The Supernova Short Fiction Review

* Reviewing SF and Fantasy short stories *


Interzone Digital in June: ‘The Barricade’ and ‘Amber Alert’

Two very different stories on Interzone Digital last month – a madcap action film mash-up, and a low-key solarpunk tale. Here’s what Jonathan thought.

‘Amber Alert’ by Alex Souza

Alex Souza’s ‘Amber Alert’ is a love letter to manga and anime, to Kill Bill, and to Escape from New York and it mostly works, because all of those things are mostly awesome, and so the story is mostly awesome too.

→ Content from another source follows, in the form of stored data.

use crate::{Activity, MessageId, QueuedMessage, TimerId};

#[derive(Debug, Clone, PartialEq, Eq)]
pub enum Msg {
    /// User submitted an assembled, submit-ready string.
    Submit(String),
    /// User removed a queued message.
    RemoveFromQueue(MessageId),
    /// User cleared the whole queue.
    ClearQueue,
    /// User reordered the queue; must name every queued id exactly once.
    ReorderQueue(Vec<MessageId>),
    /// User committed an edit of a queued message.
    EditQueuedMessage { id: MessageId, content: String },
    /// User opened a queued message for editing.
    BeginEdit(MessageId),
    /// User closed the editor without committing.
    EndEdit,
    /// User asked to send a queued message right away.
    SendNow(MessageId),
    /// Latest value of the agent's activity signal.
    ActivityObserved(Activity),
    /// Stop triggered outside the input (toolbar button, shortcut).
    StopRequested,
    /// Replay of the durable queue on start-up.
    RestoreQueue(Vec<QueuedMessage>),
    /// A timer requested through `Effect::ScheduleTimer` elapsed.
    TimerFired(TimerId),
    /// UI/render tick to coalesce rendering.
    Tick,
    /// Fallback for placeholder wiring.
    NoOp,
}
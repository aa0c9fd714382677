use std::sync::Arc;

/// Boundary to whatever actually delivers a message to the agent.
pub trait SubmissionChannel {
    /// Hand `text` over. Fire-and-forget; completion shows up on the
    /// activity signal, not here.
    fn dispatch(&self, text: &str);

    /// Best-effort interrupt of in-flight work.
    fn cancel(&self);
}

impl<C: SubmissionChannel + ?Sized> SubmissionChannel for Arc<C> {
    fn dispatch(&self, text: &str) {
        (**self).dispatch(text)
    }

    fn cancel(&self) {
        (**self).cancel()
    }
}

Gogo is a teen killer/bounty hunter in school uniform bounding across rooftops hopped up on combat drugs, beheading drug-addicted zombies, fighting giant robots, and rescuing kidnapped children (the ‘amber alert’ of the title, a play on the US missing child notification, and a character named Amber). The setting is Taipei island, now a lawless prison. Gogo is stuck there, when not at school (this bit isn’t too clear). She undertakes challenges, scoring points and credits to work her way off the island back to her home and her powerful family. Her father appears to be a stern patriarch, letting his child learn valuable life lessons in the most dangerous way, a trope that I know from Japanese pop culture, but you will doubtless know it from other stories

If I had a quibble it’s that naming your violent schoolgirl protagonist Gogo is too on the nose, too obviously a Tarantino reference. The story doesn’t set out to interrogate its source material but to play with it, nod to each influence, and then wrap up before it outstays its welcome. Fun with a capital FUN.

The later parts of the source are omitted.